>>>

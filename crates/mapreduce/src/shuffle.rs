//! Largest-key grouping of sorted intermediate vectors.

use std::cmp::Ordering;

/// Drain `vecs` into one group per distinct key, emitted in strictly
/// descending key order.
///
/// Every input vector must be sorted ascending by key, so the largest
/// remaining key is always some vector's trailing element. Key equality is
/// defined solely through `Ord::cmp`; the order of pairs inside a group is
/// unspecified. `on_group` receives the number of pairs collected into
/// each finished group.
pub(crate) fn drain_into_groups<K: Ord, V>(
    vecs: &mut [Vec<(K, V)>],
    mut on_group: impl FnMut(usize),
) -> Vec<Vec<(K, V)>> {
    let mut groups = Vec::new();
    loop {
        // The vector whose trailing element carries the largest remaining key.
        let mut best: Option<usize> = None;
        for (i, vec) in vecs.iter().enumerate() {
            if let Some((key, _)) = vec.last() {
                let larger = match best {
                    None => true,
                    Some(b) => {
                        let (best_key, _) = vecs[b].last().expect("best vector is non-empty");
                        best_key < key
                    }
                };
                if larger {
                    best = Some(i);
                }
            }
        }
        let Some(best) = best else {
            break; // every vector is drained
        };

        let seed = vecs[best].pop().expect("best vector is non-empty");
        let mut group = vec![seed];
        for vec in vecs.iter_mut() {
            while vec
                .last()
                .is_some_and(|(key, _)| key.cmp(&group[0].0) == Ordering::Equal)
            {
                group.push(vec.pop().expect("trailing element just observed"));
            }
        }
        on_group(group.len());
        groups.push(group);
    }
    groups
}

#[cfg(test)]
mod tests {
    use super::*;

    fn keys_of<V>(groups: &[Vec<(i32, V)>]) -> Vec<i32> {
        groups.iter().map(|g| g[0].0).collect()
    }

    #[test]
    fn test_groups_come_out_in_descending_key_order() {
        let mut vecs = vec![
            vec![(1, "a"), (3, "b"), (5, "c")],
            vec![(2, "d"), (4, "e")],
        ];
        let groups = drain_into_groups(&mut vecs, |_| {});
        assert_eq!(keys_of(&groups), vec![5, 4, 3, 2, 1]);
    }

    #[test]
    fn test_equal_keys_collect_across_vectors() {
        let mut vecs = vec![
            vec![(1, "a"), (7, "b")],
            vec![(7, "c")],
            vec![(1, "d"), (7, "e")],
        ];
        let groups = drain_into_groups(&mut vecs, |_| {});
        assert_eq!(keys_of(&groups), vec![7, 1]);
        assert_eq!(groups[0].len(), 3);
        assert_eq!(groups[1].len(), 2);
        assert!(groups[0].iter().all(|(k, _)| *k == 7));
        assert!(groups[1].iter().all(|(k, _)| *k == 1));
    }

    #[test]
    fn test_pair_count_is_conserved() {
        let mut vecs = vec![
            vec![(1, 0), (1, 1), (2, 2)],
            vec![],
            vec![(1, 3), (3, 4), (3, 5)],
        ];
        let before: usize = vecs.iter().map(Vec::len).sum();
        let mut reported = 0;
        let groups = drain_into_groups(&mut vecs, |drained| reported += drained);
        let after: usize = groups.iter().map(Vec::len).sum();
        assert_eq!(after, before);
        assert_eq!(reported, before);
        assert!(vecs.iter().all(Vec::is_empty));
    }

    #[test]
    fn test_no_input_means_no_groups() {
        let mut vecs: Vec<Vec<(i32, ())>> = vec![vec![], vec![]];
        let groups = drain_into_groups(&mut vecs, |_| {});
        assert!(groups.is_empty());
    }

    #[test]
    fn test_single_vector_splits_by_key() {
        let mut vecs = vec![vec![(1, "a"), (1, "b"), (2, "c")]];
        let groups = drain_into_groups(&mut vecs, |_| {});
        assert_eq!(keys_of(&groups), vec![2, 1]);
        assert_eq!(groups[1].len(), 2);
    }
}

<<<

▶ WHAT THE EXERCISE ASKS: The answer must be every line from the records above that contains the word "usize", copied in full.

▶ ANSWER BOX:
    mut on_group: impl FnMut(usize),
        let mut best: Option<usize> = None;
        let before: usize = vecs.iter().map(Vec::len).sum();
        let after: usize = groups.iter().map(Vec::len).sum();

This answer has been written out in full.